/// Per-platform shape of the synthetic ad feeds.
/// Static tables, no allocation: one `PlatformProfile` per platform.

use crate::state::Platform;

#[derive(Debug, Clone, Copy)]
pub enum RowsPerDay {
    /// Uniform row count per campaign per day, inclusive.
    Between(u32, u32),
    /// A campaign runs on a given day with this probability (one row).
    Chance(f64),
}

/// Normal draw with a lower bound.
#[derive(Debug, Clone, Copy)]
pub struct Floored {
    pub mean: f64,
    pub std: f64,
    pub floor: f64,
}

/// Normal draw clamped to `[min, max]`.
#[derive(Debug, Clone, Copy)]
pub struct Clamped {
    pub mean: f64,
    pub std: f64,
    pub min: f64,
    pub max: f64,
}

#[derive(Debug)]
pub struct PlatformProfile {
    /// (campaign name, conversion rate per click)
    pub campaigns: &'static [(&'static str, f64)],
    pub tactics: &'static [&'static str],
    pub rows_per_day: RowsPerDay,
    pub seasonal_amplitude: f64,
    pub impressions: Floored,
    pub ctr: Clamped,
    pub cpc: Floored,
    pub order_value: Floored,
}

static FACEBOOK: PlatformProfile = PlatformProfile {
    campaigns: &[
        ("Brand_Awareness_Q1", 0.01),
        ("Conversion_Campaign_Jan", 0.025),
        ("Retargeting_Feb", 0.035),
        ("Product_Launch_Mar", 0.02),
    ],
    tactics: &["Video_Ads", "Carousel_Ads", "Single_Image", "Collection_Ads"],
    rows_per_day: RowsPerDay::Between(1, 3),
    seasonal_amplitude: 0.3,
    impressions: Floored { mean: 5000.0, std: 1500.0, floor: 100.0 },
    ctr: Clamped { mean: 0.02, std: 0.005, min: 0.005, max: 0.08 },
    cpc: Floored { mean: 1.5, std: 0.5, floor: 0.1 },
    order_value: Floored { mean: 85.0, std: 25.0, floor: 20.0 },
};

// Search and shopping: higher CTR and CPC
static GOOGLE: PlatformProfile = PlatformProfile {
    campaigns: &[
        ("Search_Brand_Terms", 0.04),
        ("Shopping_Campaigns", 0.028),
        ("Display_Remarketing", 0.015),
        ("YouTube_Video_Ads", 0.012),
    ],
    tactics: &["Search_Ads", "Shopping_Ads", "Display_Ads", "Video_Ads"],
    rows_per_day: RowsPerDay::Between(1, 2),
    seasonal_amplitude: 0.2,
    impressions: Floored { mean: 8000.0, std: 2000.0, floor: 200.0 },
    ctr: Clamped { mean: 0.035, std: 0.01, min: 0.01, max: 0.12 },
    cpc: Floored { mean: 2.1, std: 0.7, floor: 0.2 },
    order_value: Floored { mean: 92.0, std: 30.0, floor: 25.0 },
};

// Big reach, low click-out, cheap clicks, smaller baskets
static TIKTOK: PlatformProfile = PlatformProfile {
    campaigns: &[
        ("Gen_Z_Outreach", 0.018),
        ("Trend_Challenge", 0.022),
        ("Influencer_Collab", 0.025),
        ("Product_Demo_Videos", 0.02),
    ],
    tactics: &["In_Feed_Ads", "Spark_Ads", "TopView_Ads", "Branded_Hashtag"],
    rows_per_day: RowsPerDay::Chance(0.7),
    seasonal_amplitude: 0.4,
    impressions: Floored { mean: 12000.0, std: 4000.0, floor: 500.0 },
    ctr: Clamped { mean: 0.015, std: 0.008, min: 0.005, max: 0.06 },
    cpc: Floored { mean: 0.8, std: 0.3, floor: 0.1 },
    order_value: Floored { mean: 65.0, std: 20.0, floor: 15.0 },
};

pub fn profile(platform: Platform) -> &'static PlatformProfile {
    match platform {
        Platform::Facebook => &FACEBOOK,
        Platform::Google => &GOOGLE,
        Platform::TikTok => &TIKTOK,
    }
}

• _Your goal_: Word for word, repeat each entry shown above.

• _Answer below_:
/// Per-platform shape of the synthetic ad feeds.
/// Static tables, no allocation: one `PlatformProfile` per platform.

use crate::state::Platform;

#[derive(Debug, Clone, Copy)]
pub enum RowsPerDay {
    /// Uniform row count per campaign per day, inclusive.
    Between(u32, u32),
    /// A campaign runs on a given day with this probability (one row).
    Chance(f64),
}

/// Normal draw with a lower bound.
#[derive(Debug, Clone, Copy)]
pub struct Floored {
    pub mean: f64,
    pub std: f64,
    pub floor: f64,
}

/// Normal draw clamped to `[min, max]`.
#[derive(Debug, Clone, Copy)]
pub struct Clamped {
    pub mean: f64,
    pub std: f64,
    pub min: f64,
    pub max: f64,
}

#[derive(Debug)]
pub struct PlatformProfile {
    /// (campaign name, conversion rate per click)
    pub campaigns: &'static [(&'static str, f64)],
    pub tactics: &'static [&'static str],
    pub rows_per_day: RowsPerDay,
    pub seasonal_amplitude: f64,
    pub impressions: Floored,
    pub ctr: Clamped,
    pub cpc: Floored,
    pub order_value: Floored,
}

static FACEBOOK: PlatformProfile = PlatformProfile {
    campaigns: &[
        ("Brand_Awareness_Q1", 0.01),
        ("Conversion_Campaign_Jan", 0.025),
        ("Retargeting_Feb", 0.035),
        ("Product_Launch_Mar", 0.02),
    ],
    tactics: &["Video_Ads", "Carousel_Ads", "Single_Image", "Collection_Ads"],
    rows_per_day: RowsPerDay::Between(1, 3),
    seasonal_amplitude: 0.3,
    impressions: Floored { mean: 5000.0, std: 1500.0, floor: 100.0 },
    ctr: Clamped { mean: 0.02, std: 0.005, min: 0.005, max: 0.08 },
    cpc: Floored { mean: 1.5, std: 0.5, floor: 0.1 },
    order_value: Floored { mean: 85.0, std: 25.0, floor: 20.0 },
};

// Search and shopping: higher CTR and CPC
static GOOGLE: PlatformProfile = PlatformProfile {
    campaigns: &[
        ("Search_Brand_Terms", 0.04),
        ("Shopping_Campaigns", 0.028),
        ("Display_Remarketing", 0.015),
        ("YouTube_Video_Ads", 0.012),
    ],
    tactics: &["Search_Ads", "Shopping_Ads", "Display_Ads", "Video_Ads"],
    rows_per_day: RowsPerDay::Between(1, 2),
    seasonal_amplitude: 0.2,
    impressions: Floored { mean: 8000.0, std: 2000.0, floor: 200.0 },
    ctr: Clamped { mean: 0.035, std: 0.01, min: 0.01, max: 0.12 },
    cpc: Floored { mean: 2.1, std: 0.7, floor: 0.2 },
    order_value: Floored { mean: 92.0, std: 30.0, floor: 25.0 },
};

// Big reach, low click-out, cheap clicks, smaller baskets
static TIKTOK: PlatformProfile = PlatformProfile {
    campaigns: &[
        ("Gen_Z_Outreach", 0.018),
        ("Trend_Challenge", 0.022),
        ("Influencer_Collab", 0.025),
        ("Product_Demo_Videos", 0.02),
    ],
    tactics: &["In_Feed_Ads", "Spark_Ads", "TopView_Ads", "Branded_Hashtag"],
    rows_per_day: RowsPerDay::Chance(0.7),
    seasonal_amplitude: 0.4,
    impressions: Floored { mean: 12000.0, std: 4000.0, floor: 500.0 },
    ctr: Clamped { mean: 0.015, std: 0.008, min: 0.005, max: 0.06 },
    cpc: Floored { mean: 0.8, std: 0.3, floor: 0.1 },
    order_value: Floored { mean: 65.0, std: 20.0, floor: 15.0 },
};

pub fn profile(platform: Platform) -> &'static PlatformProfile {
    match platform {
        Platform::Facebook => &FACEBOOK,
        Platform::Google => &GOOGLE,
        Platform::TikTok => &TIKTOK,
    }
}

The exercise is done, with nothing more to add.